Objectives:

Traditional Linear-Quadratic (LQ) model only considers direct cell kill (DCK) mechanisms from either single or multi-track DNA damage. The LQ model has been shown to break down at higher than 10 Gy per fraction as experiments show that the cell survival curve continually bends to the left at higher and higher doses per fraction. Spatially fractionated radiotherapy (SFRT) treatments are typically delivered as a single high dose of 15–20 Gy with a highly heterogeneous dose distribution inside the bulky tumor and as expected, LQ model cannot accurately predict the cell survival for these types of treatments. Additionally, there is no tools or methods developed for physicians to evaluate the biological response of SFRT treatments, yet. Herein we propose a potential for a new cell survival model that considers indirect cell kill (ICK) that may explain the continuous bending of the cell survival curve seen in cell line experiments. By having a mathematical formula that more accurately predicts and models DCK and ICK, the clinical medical physicists and attending physicians may leverage this novel model to enhance the therapeutic ratio of SFRT treatments in conjunction with combination therapy. This will further aid in the improvements of treatments to patients by providing better pain relief and providing higher tumor cell kill for better tumor local control rate.

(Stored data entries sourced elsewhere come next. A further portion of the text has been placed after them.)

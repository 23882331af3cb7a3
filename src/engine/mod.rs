//! The resource allocation and credit ledger engine.
//!
//! Every public operation here is one atomic unit: it opens exactly one
//! transaction, performs all the reads its decision needs inside it, and
//! commits or aborts as a whole. Nothing partial is ever observable: a
//! failed allocation leaves no debit, a failed release leaves no refund.
//!
//! The invariants the engine maintains:
//!
//! - a user's balance always equals the sum of their ledger deltas;
//! - a number is `assigned` iff exactly one active lease references it;
//! - a lease that has had a code delivered can never be refunded.
//!
//! Contention on the shared free pool is resolved first-committer-wins: a
//! transaction that loses the write race surfaces a retryable
//! [`crate::db::errors::DbError`] and the operation is retried once against
//! the updated state before the outcome is reported.

pub mod admin;
pub mod allocation;
pub mod delivery;
pub mod queries;
pub mod rate_limit;
pub mod release;

pub use rate_limit::RateLimiter;

use std::time::Duration;

/// Credits debited per lease. Fixed policy, deliberately not configuration.
pub const LEASE_COST_CREDITS: i64 = 1;

/// Per-user cooldown between code fetches. Fixed policy; advisory only and
/// process-local, so it resets on restart.
pub const CODE_FETCH_COOLDOWN: Duration = Duration::from_secs(10);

The three ICK mechanisms we included in our new equation is 1) radiation-induced bystander signaling, 2) anti-tumor immune response via release of effector cells, and 3) intratumor microvasculature damage due to SFRT. We developed an early stage, novel spatial voxelized mathematical formula to account the effect of ICK mechanisms in conjunction with the standard LQ model for the highly heterogenous sieve-like and unconventional SFRT dose patterns for large and bulky (≥ 8 cm) unresectable tumor masses.

Methods:

The traditional LQ model only includes DCK mechanisms, we incorporated three additional factors that considers ICK mechanisms. These three ICK mechanisms are: radiation induced bystander effect, anti-tumor immune response; and microvasculature damage as mentioned above. After development of this new model, we simulated cell survival curves and tumor control probability (TCP) curves based on clinical SFRT dose distributions used in our clinic. Calculations of the cell survival curves are done voxel by voxel in the planning CT data, in order to retain spatial information that is extremely important for the highly heterogenous dose distributions characteristic of SFRT treatments. This model was tuned based on limited clinical patient’s outcome data. So far, five patient’s clinical outcome data was used. The cohort were head and neck cancer patients (squamous cell carcinoma), treated with SFRT (15 Gy in 1 fraction) via 3D-conformal MLC-based crossfire method with 6MV beam followed by full course of conventional radiation therapy (70 Gy in 35 fractions) via highly conformal VMAT plan. Our revised LQ model still retained the clinical alpha-beta ratio of 10 Gy (for tumor) to model the DCK mechanisms.

Results:

This novel equation modeled ICK mechanisms included 3 ways. Radiation-induced bystander signaling was modeled via Fick’s law of diffusion, anti-tumor immune response was modeled by relating fraction of the tumor killed from DCK mechanisms, and microvascular damage was modeled to only take effect at doses >10 Gy. Our simulations study demonstrated that at higher doses (>10 Gy per fraction), our new equation has the cell survival curve continuously bends to the left which wasn’t previously seen in traditional LQ model. Additionally, our new cell survival model coincides with the traditional LQ model at lower doses (< 6 Gy per fraction). We aimed to have our new equation be able to describe both high doses fraction and traditional dally fractionated doses. By incorporating ICK mechanisms, we see a shift in the TCP curves to the left. Without including ICK mechanisms, we get a predicted TCP of 80.0% ± 5.4%, with ICK mechanisms our model gave TCP of 98.3% ± 2.4% for this patient cohort. This suggests that ICK mechanism(s) are a significant contributor to the clinical debulking of large tumors seen with SFRT treatments in our clinical follow up results.

Conclusion(s):

Herein we present a new mathematical formula that adds ICK mechanisms to the traditional standard LQ model to accurately model the cell survival that could correctly predict the TCP for highly heterogeneous, high dose SFRT treatments in conjunction with combination therapy. Having a more accurate prediction of the tumor cell kill (via both DCK and ICK mechanisms) for these SFRT treatments will be highly advantageous for treating radiation oncology physicians to prescribe and evaluate these complex and difficult treatment plans. Furthermore, it will help assist in finding optimal ways to generate a SFRT treatment plan for these heterogenous dose distributions to enhance the ICK. As of now, our model hasn’t been tuned for any specific tumor type(s) yet, further work will be done to be clinically deployable for a variety of treatment sites and tumor histologies. Further research will be the validation and tuning of our new proposed radiobiological model, this will be done either through Monte Carlo simulations, human cancer cell line experiments on LINAC, or through a larger patient cohort clinical follow up study.